**TASK BRIEF**
Output the line with "async fn load(&self)" and every following line to the end of the material, exactly as they appear.

**DATASET CONTENT**
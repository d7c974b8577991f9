use async_trait::async_trait;
use crate::application::errors::StorageError;
use crate::domain::entities::Snapshot;

/// Snapshot store trait - abstraction for engine persistence
#[async_trait]
pub trait SnapshotStore: Send + Sync {
    /// Latest saved snapshot, `None` when nothing was saved yet
    async fn load(&self) -> Result<Option<Snapshot>, StorageError>;

    async fn save(&self, snapshot: &Snapshot) -> Result<(), StorageError>;
}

**RESPONSE TO THIS EXERCISE**
    async fn load(&self) -> Result<Option<Snapshot>, StorageError>;

    async fn save(&self, snapshot: &Snapshot) -> Result<(), StorageError>;
}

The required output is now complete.